◆ **Problem requirements**: With both ends included, transcribe exactly the records below from their first line to the line that contains "run --bin seeder".

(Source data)
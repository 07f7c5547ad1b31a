//! Database seeder for Shulka development and testing.
//!
//! Seeds a demo class with three enrollments in different payment states
//! (cleared, partially paid, unpaid with a discount) for local development
//! and testing purposes.
//!
//! Usage: cargo run --bin seeder

use chrono::NaiveDate;
use rust_decimal_macros::dec;
use sea_orm::DatabaseConnection;
use tracing_subscriber::{layer::SubscriberExt, util::SubscriberInitExt};
use uuid::Uuid;

use shulka_core::enrollment::{EnrollmentError, OpenEnrollmentInput};
use shulka_core::ledger::{AddPaymentInput, AdjustFeeInput};
use shulka_db::repositories::{
    EnrollmentRepository, EnrollmentSetupError, LedgerRepository, ReportRepository,
};
use shulka_shared::types::{AcademicYearId, ClassId, EnrollmentId, FeeMonth, StudentId, UserId};
use shulka_shared::AppConfig;

/// Demo class ID (consistent for all seeds)
const DEMO_CLASS_ID: &str = "00000000-0000-0000-0000-000000000001";
/// Demo academic year ID (consistent for all seeds)
const DEMO_YEAR_ID: &str = "00000000-0000-0000-0000-000000000002";
/// Demo clerk recording the payments (consistent for all seeds)
const DEMO_CLERK_ID: &str = "00000000-0000-0000-0000-000000000003";
/// Demo student IDs (consistent for all seeds)
const DEMO_STUDENT_IDS: [&str; 3] = [
    "00000000-0000-0000-0000-000000000011",
    "00000000-0000-0000-0000-000000000012",
    "00000000-0000-0000-0000-000000000013",
];

#[tokio::main]
async fn main() -> anyhow::Result<()> {
    // Load environment variables from .env file
    dotenvy::dotenv().ok();

    // Initialize tracing so repository-level events are visible
    tracing_subscriber::registry()
        .with(
            tracing_subscriber::EnvFilter::try_from_default_env()
                .unwrap_or_else(|_| "shulka_db=debug,shulka_core=debug".into()),
        )
        .with(tracing_subscriber::fmt::layer())
        .init();

    // Load configuration
    let config = AppConfig::load().expect("Failed to load configuration");

    println!("Connecting to database...");
    let db = shulka_db::connect(&config.database.url).await?;

    println!("Seeding demo enrollments...");
    let enrollments = seed_enrollments(&db).await;

    println!("Seeding demo payments...");
    seed_payments(&db, &enrollments).await;

    println!("Seeding a fee adjustment...");
    seed_adjustment(&db, &enrollments).await;

    print_summary(&db).await;

    println!("Seeding complete!");
    Ok(())
}

fn demo_class_id() -> ClassId {
    ClassId::from_uuid(Uuid::parse_str(DEMO_CLASS_ID).unwrap())
}

fn demo_year_id() -> AcademicYearId {
    AcademicYearId::from_uuid(Uuid::parse_str(DEMO_YEAR_ID).unwrap())
}

fn demo_clerk_id() -> UserId {
    UserId::from_uuid(Uuid::parse_str(DEMO_CLERK_ID).unwrap())
}

/// Opens one enrollment per demo student, April 2024 through March 2025
/// at 600/month. Returns the ids created on this run; students already
/// enrolled are skipped.
async fn seed_enrollments(db: &DatabaseConnection) -> Vec<Option<EnrollmentId>> {
    let repo = EnrollmentRepository::new(db.clone());
    let mut created_ids = Vec::with_capacity(DEMO_STUDENT_IDS.len());

    for student in DEMO_STUDENT_IDS {
        let student_id = StudentId::from_uuid(Uuid::parse_str(student).unwrap());

        match repo
            .open_enrollment(OpenEnrollmentInput {
                student_id,
                class_id: demo_class_id(),
                academic_year_id: demo_year_id(),
                first_month: FeeMonth::new(2024, 4).unwrap(),
                last_month: FeeMonth::new(2025, 3).unwrap(),
                monthly_amount: dec!(600),
            })
            .await
        {
            Ok(created) => {
                println!("  Enrolled student {student_id}");
                created_ids.push(Some(EnrollmentId::from_uuid(created.enrollment.id)));
            }
            Err(EnrollmentSetupError::Validation(EnrollmentError::DuplicateEnrollment {
                ..
            })) => {
                println!("  Student {student_id} already enrolled, skipping...");
                created_ids.push(None);
            }
            Err(e) => {
                eprintln!("Failed to enroll student {student_id}: {e}");
                created_ids.push(None);
            }
        }
    }

    created_ids
}

/// Records payments that leave the demo class in three states: the first
/// enrollment fully cleared, the second partially paid, the third untouched.
async fn seed_payments(db: &DatabaseConnection, enrollments: &[Option<EnrollmentId>]) {
    let repo = LedgerRepository::new(db.clone());

    let payments = [
        (0, dec!(3600), "2024-09-30", "Fees through September"),
        (0, dec!(3600), "2025-03-25", "Balance for the year"),
        (1, dec!(1000), "2024-05-15", "Partial payment"),
        (1, dec!(300), "2024-06-01", "Partial payment"),
    ];

    let mut recorded = 0;
    for (index, amount, date, remarks) in payments {
        let Some(enrollment_id) = enrollments[index] else {
            continue;
        };
        let payment_date: NaiveDate = date.parse().unwrap();

        let result = repo
            .add_payment(AddPaymentInput {
                enrollment_id,
                amount,
                date: payment_date,
                remarks: Some(remarks.to_string()),
                receipt_issued: true,
                created_by: demo_clerk_id(),
            })
            .await;

        if let Err(e) = result {
            eprintln!("Failed to record payment for {enrollment_id}: {e}");
        } else {
            recorded += 1;
        }
    }

    println!("  Recorded {recorded} payments");
}

/// Applies a sibling discount to the third enrollment's last quarter.
async fn seed_adjustment(db: &DatabaseConnection, enrollments: &[Option<EnrollmentId>]) {
    let Some(enrollment_id) = enrollments.get(2).copied().flatten() else {
        println!("  Enrollment already seeded, skipping...");
        return;
    };

    let repo = LedgerRepository::new(db.clone());
    let result = repo
        .adjust_monthly_fee(AdjustFeeInput {
            enrollment_id,
            from_month: FeeMonth::new(2025, 1).unwrap(),
            to_month: FeeMonth::new(2025, 3).unwrap(),
            new_amount: dec!(450),
            reason: "Sibling discount".to_string(),
        })
        .await;

    match result {
        Ok(updated) => println!("  Adjusted {} months to 450", updated.len()),
        Err(e) => eprintln!("Failed to adjust fees for {enrollment_id}: {e}"),
    }
}

/// Prints the collection summary for the demo class.
async fn print_summary(db: &DatabaseConnection) {
    let repo = ReportRepository::new(db.clone());

    match repo.class_collection(demo_class_id(), demo_year_id()).await {
        Ok(summary) => println!(
            "  Demo class: {} enrollments, {} collected of {} expected, {} defaulters",
            summary.enrollments,
            summary.total_paid,
            summary.total_expected,
            summary.defaulters.len()
        ),
        Err(e) => eprintln!("Failed to summarize demo class: {e}"),
    }
}
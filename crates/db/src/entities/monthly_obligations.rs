//! `SeaORM` Entity for monthly_obligations table.
//!
//! Amounts are stored in paise (minor units); `month` is the canonical
//! zero-padded `YYYY-MM` key, unique per enrollment.

use sea_orm::entity::prelude::*;
use serde::{Deserialize, Serialize};

#[derive(Clone, Debug, PartialEq, DeriveEntityModel, Eq, Serialize, Deserialize)]
#[sea_orm(table_name = "monthly_obligations")]
pub struct Model {
    #[sea_orm(primary_key, auto_increment = false)]
    pub id: Uuid,
    pub enrollment_id: Uuid,
    pub month: String,
    pub expected_amount_paise: i64,
    pub original_amount_paise: i64,
    pub adjustment_reason: Option<String>,
    pub adjusted_at: Option<DateTimeWithTimeZone>,
    pub created_at: DateTimeWithTimeZone,
}

#[derive(Copy, Clone, Debug, EnumIter, DeriveRelation)]
pub enum Relation {
    #[sea_orm(
        belongs_to = "super::enrollments::Entity",
        from = "Column::EnrollmentId",
        to = "super::enrollments::Column::Id"
    )]
    Enrollments,
    #[sea_orm(has_many = "super::payment_allocations::Entity")]
    PaymentAllocations,
}

impl Related<super::enrollments::Entity> for Entity {
    fn to() -> RelationDef {
        Relation::Enrollments.def()
    }
}

impl Related<super::payment_allocations::Entity> for Entity {
    fn to() -> RelationDef {
        Relation::PaymentAllocations.def()
    }
}

impl ActiveModelBehavior for ActiveModel {}
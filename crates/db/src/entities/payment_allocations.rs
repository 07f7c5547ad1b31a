//! `SeaORM` Entity for payment_allocations table.
//!
//! Each row applies part of one payment to one monthly obligation.
//! Allocation rows are append-only; unallocated payment remainder has no
//! row at all.

use sea_orm::entity::prelude::*;
use serde::{Deserialize, Serialize};

#[derive(Clone, Debug, PartialEq, DeriveEntityModel, Eq, Serialize, Deserialize)]
#[sea_orm(table_name = "payment_allocations")]
pub struct Model {
    #[sea_orm(primary_key, auto_increment = false)]
    pub id: Uuid,
    pub payment_id: Uuid,
    pub obligation_id: Uuid,
    pub amount_paise: i64,
    pub created_at: DateTimeWithTimeZone,
}

#[derive(Copy, Clone, Debug, EnumIter, DeriveRelation)]
pub enum Relation {
    #[sea_orm(
        belongs_to = "super::payments::Entity",
        from = "Column::PaymentId",
        to = "super::payments::Column::Id"
    )]
    Payments,
    #[sea_orm(
        belongs_to = "super::monthly_obligations::Entity",
        from = "Column::ObligationId",
        to = "super::monthly_obligations::Column::Id"
    )]
    MonthlyObligations,
}

impl Related<super::payments::Entity> for Entity {
    fn to() -> RelationDef {
        Relation::Payments.def()
    }
}

impl Related<super::monthly_obligations::Entity> for Entity {
    fn to() -> RelationDef {
        Relation::MonthlyObligations.def()
    }
}

impl ActiveModelBehavior for ActiveModel {}
//! Database migrations.
//!
//! Migrations are managed using sea-orm-migration. The schema is written
//! with the portable DSL so the same migrations run on PostgreSQL in
//! production and on in-memory SQLite in the test suite.

pub use sea_orm_migration::prelude::*;

mod m20260801_000001_fee_ledger;

/// Migrator for running database migrations.
pub struct Migrator;

#[async_trait::async_trait]
impl MigratorTrait for Migrator {
    fn migrations() -> Vec<Box<dyn MigrationTrait>> {
        vec![Box::new(m20260801_000001_fee_ledger::Migration)]
    }
}
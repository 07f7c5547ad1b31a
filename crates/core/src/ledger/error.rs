//! Ledger error types for amount and month range validation.
//!
//! Lookup failures (unknown enrollment or payment) are raised by the
//! repository layer; the pure ledger service only validates inputs it
//! is handed.

use rust_decimal::Decimal;
use shulka_shared::error::AppError;
use shulka_shared::types::FeeMonth;
use thiserror::Error;

/// Errors that can occur during fee ledger operations.
#[derive(Debug, Clone, PartialEq, Eq, Error)]
pub enum LedgerError {
    /// Amount is outside the accepted range for the operation.
    ///
    /// Payments must be strictly positive; adjusted fees must not be
    /// negative. Amounts too large for minor-unit storage are rejected
    /// the same way.
    #[error("Invalid amount: {amount}")]
    InvalidAmount {
        /// The rejected amount.
        amount: Decimal,
    },

    /// Month range whose start sorts after its end.
    #[error("Invalid month range: {from} is after {to}")]
    InvalidRange {
        /// Requested start of the range.
        from: FeeMonth,
        /// Requested end of the range.
        to: FeeMonth,
    },
}

impl LedgerError {
    /// Returns the error code for API responses.
    #[must_use]
    pub fn error_code(&self) -> &'static str {
        match self {
            Self::InvalidAmount { .. } => "INVALID_AMOUNT",
            Self::InvalidRange { .. } => "INVALID_RANGE",
        }
    }

    /// Returns the HTTP status code for this error.
    #[must_use]
    pub const fn http_status_code(&self) -> u16 {
        match self {
            // 400 Bad Request - validation errors
            Self::InvalidAmount { .. } | Self::InvalidRange { .. } => 400,
        }
    }
}

impl From<LedgerError> for AppError {
    fn from(err: LedgerError) -> Self {
        Self::Validation(err.to_string())
    }
}
//! Migration to create the fee ledger tables: `enrollments`,
//! `monthly_obligations`, `payments`, and `payment_allocations`.

use sea_orm_migration::prelude::*;

#[derive(DeriveMigrationName)]
pub struct Migration;

#[async_trait::async_trait]
impl MigrationTrait for Migration {
    async fn up(&self, manager: &SchemaManager) -> Result<(), DbErr> {
        manager
            .create_table(
                Table::create()
                    .table(Enrollments::Table)
                    .if_not_exists()
                    .col(
                        ColumnDef::new(Enrollments::Id)
                            .uuid()
                            .not_null()
                            .primary_key(),
                    )
                    .col(ColumnDef::new(Enrollments::StudentId).uuid().not_null())
                    .col(ColumnDef::new(Enrollments::ClassId).uuid().not_null())
                    .col(
                        ColumnDef::new(Enrollments::AcademicYearId)
                            .uuid()
                            .not_null(),
                    )
                    .col(
                        ColumnDef::new(Enrollments::CreatedAt)
                            .timestamp_with_time_zone()
                            .not_null()
                            .default(Expr::current_timestamp()),
                    )
                    .to_owned(),
            )
            .await?;

        // One enrollment per student per academic year
        manager
            .create_index(
                Index::create()
                    .name("uq_enrollments_student_year")
                    .table(Enrollments::Table)
                    .col(Enrollments::StudentId)
                    .col(Enrollments::AcademicYearId)
                    .unique()
                    .to_owned(),
            )
            .await?;

        // Class rosters are read per academic year
        manager
            .create_index(
                Index::create()
                    .name("idx_enrollments_class_year")
                    .table(Enrollments::Table)
                    .col(Enrollments::ClassId)
                    .col(Enrollments::AcademicYearId)
                    .to_owned(),
            )
            .await?;

        manager
            .create_table(
                Table::create()
                    .table(MonthlyObligations::Table)
                    .if_not_exists()
                    .col(
                        ColumnDef::new(MonthlyObligations::Id)
                            .uuid()
                            .not_null()
                            .primary_key(),
                    )
                    .col(
                        ColumnDef::new(MonthlyObligations::EnrollmentId)
                            .uuid()
                            .not_null(),
                    )
                    .col(
                        ColumnDef::new(MonthlyObligations::Month)
                            .string_len(7)
                            .not_null(),
                    )
                    .col(
                        ColumnDef::new(MonthlyObligations::ExpectedAmountPaise)
                            .big_integer()
                            .not_null(),
                    )
                    .col(
                        ColumnDef::new(MonthlyObligations::OriginalAmountPaise)
                            .big_integer()
                            .not_null(),
                    )
                    .col(ColumnDef::new(MonthlyObligations::AdjustmentReason).string())
                    .col(
                        ColumnDef::new(MonthlyObligations::AdjustedAt)
                            .timestamp_with_time_zone()
                            .null(),
                    )
                    .col(
                        ColumnDef::new(MonthlyObligations::CreatedAt)
                            .timestamp_with_time_zone()
                            .not_null()
                            .default(Expr::current_timestamp()),
                    )
                    .foreign_key(
                        ForeignKey::create()
                            .name("fk_monthly_obligations_enrollment")
                            .from(MonthlyObligations::Table, MonthlyObligations::EnrollmentId)
                            .to(Enrollments::Table, Enrollments::Id)
                            .on_delete(ForeignKeyAction::Cascade),
                    )
                    .to_owned(),
            )
            .await?;

        // One obligation per enrollment per month; also serves the
        // lexicographic month range filters
        manager
            .create_index(
                Index::create()
                    .name("uq_monthly_obligations_enrollment_month")
                    .table(MonthlyObligations::Table)
                    .col(MonthlyObligations::EnrollmentId)
                    .col(MonthlyObligations::Month)
                    .unique()
                    .to_owned(),
            )
            .await?;

        manager
            .create_table(
                Table::create()
                    .table(Payments::Table)
                    .if_not_exists()
                    .col(ColumnDef::new(Payments::Id).uuid().not_null().primary_key())
                    .col(ColumnDef::new(Payments::EnrollmentId).uuid().not_null())
                    .col(ColumnDef::new(Payments::AmountPaise).big_integer().not_null())
                    .col(ColumnDef::new(Payments::PaymentDate).date().not_null())
                    .col(ColumnDef::new(Payments::Remarks).string())
                    .col(
                        ColumnDef::new(Payments::ReceiptIssued)
                            .boolean()
                            .not_null()
                            .default(false),
                    )
                    .col(ColumnDef::new(Payments::CreatedBy).uuid().not_null())
                    .col(
                        ColumnDef::new(Payments::CreatedAt)
                            .timestamp_with_time_zone()
                            .not_null()
                            .default(Expr::current_timestamp()),
                    )
                    .foreign_key(
                        ForeignKey::create()
                            .name("fk_payments_enrollment")
                            .from(Payments::Table, Payments::EnrollmentId)
                            .to(Enrollments::Table, Enrollments::Id)
                            .on_delete(ForeignKeyAction::Cascade),
                    )
                    .to_owned(),
            )
            .await?;

        // Payment history is listed per enrollment, newest first
        manager
            .create_index(
                Index::create()
                    .name("idx_payments_enrollment_date")
                    .table(Payments::Table)
                    .col(Payments::EnrollmentId)
                    .col(Payments::PaymentDate)
                    .to_owned(),
            )
            .await?;

        manager
            .create_table(
                Table::create()
                    .table(PaymentAllocations::Table)
                    .if_not_exists()
                    .col(
                        ColumnDef::new(PaymentAllocations::Id)
                            .uuid()
                            .not_null()
                            .primary_key(),
                    )
                    .col(
                        ColumnDef::new(PaymentAllocations::PaymentId)
                            .uuid()
                            .not_null(),
                    )
                    .col(
                        ColumnDef::new(PaymentAllocations::ObligationId)
                            .uuid()
                            .not_null(),
                    )
                    .col(
                        ColumnDef::new(PaymentAllocations::AmountPaise)
                            .big_integer()
                            .not_null(),
                    )
                    .col(
                        ColumnDef::new(PaymentAllocations::CreatedAt)
                            .timestamp_with_time_zone()
                            .not_null()
                            .default(Expr::current_timestamp()),
                    )
                    .foreign_key(
                        ForeignKey::create()
                            .name("fk_payment_allocations_payment")
                            .from(PaymentAllocations::Table, PaymentAllocations::PaymentId)
                            .to(Payments::Table, Payments::Id)
                            .on_delete(ForeignKeyAction::Cascade),
                    )
                    .foreign_key(
                        ForeignKey::create()
                            .name("fk_payment_allocations_obligation")
                            .from(PaymentAllocations::Table, PaymentAllocations::ObligationId)
                            .to(MonthlyObligations::Table, MonthlyObligations::Id)
                            .on_delete(ForeignKeyAction::Cascade),
                    )
                    .to_owned(),
            )
            .await?;

        manager
            .create_index(
                Index::create()
                    .name("idx_payment_allocations_payment")
                    .table(PaymentAllocations::Table)
                    .col(PaymentAllocations::PaymentId)
                    .to_owned(),
            )
            .await?;

        manager
            .create_index(
                Index::create()
                    .name("idx_payment_allocations_obligation")
                    .table(PaymentAllocations::Table)
                    .col(PaymentAllocations::ObligationId)
                    .to_owned(),
            )
            .await?;

        Ok(())
    }

    async fn down(&self, manager: &SchemaManager) -> Result<(), DbErr> {
        manager
            .drop_table(Table::drop().table(PaymentAllocations::Table).to_owned())
            .await?;
        manager
            .drop_table(Table::drop().table(Payments::Table).to_owned())
            .await?;
        manager
            .drop_table(Table::drop().table(MonthlyObligations::Table).to_owned())
            .await?;
        manager
            .drop_table(Table::drop().table(Enrollments::Table).to_owned())
            .await
    }
}

#[derive(DeriveIden)]
enum Enrollments {
    Table,
    Id,
    StudentId,
    ClassId,
    AcademicYearId,
    CreatedAt,
}

#[derive(DeriveIden)]
enum MonthlyObligations {
    Table,
    Id,
    EnrollmentId,
    Month,
    ExpectedAmountPaise,
    OriginalAmountPaise,
    AdjustmentReason,
    AdjustedAt,
    CreatedAt,
}

#[derive(DeriveIden)]
enum Payments {
    Table,
    Id,
    EnrollmentId,
    AmountPaise,
    PaymentDate,
    Remarks,
    ReceiptIssued,
    CreatedBy,
    CreatedAt,
}

#[derive(DeriveIden)]
enum PaymentAllocations {
    Table,
    Id,
    PaymentId,
    ObligationId,
    AmountPaise,
    CreatedAt,
}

◆ **Answer for the task**:
repository 07f7c5547ad1b31a
//! Database seeder for Shulka development and testing.
//!
//! Seeds a demo class with three enrollments in different payment states
//! (cleared, partially paid, unpaid with a discount) for local development
//! and testing purposes.
//!
//! Usage: cargo run --bin seeder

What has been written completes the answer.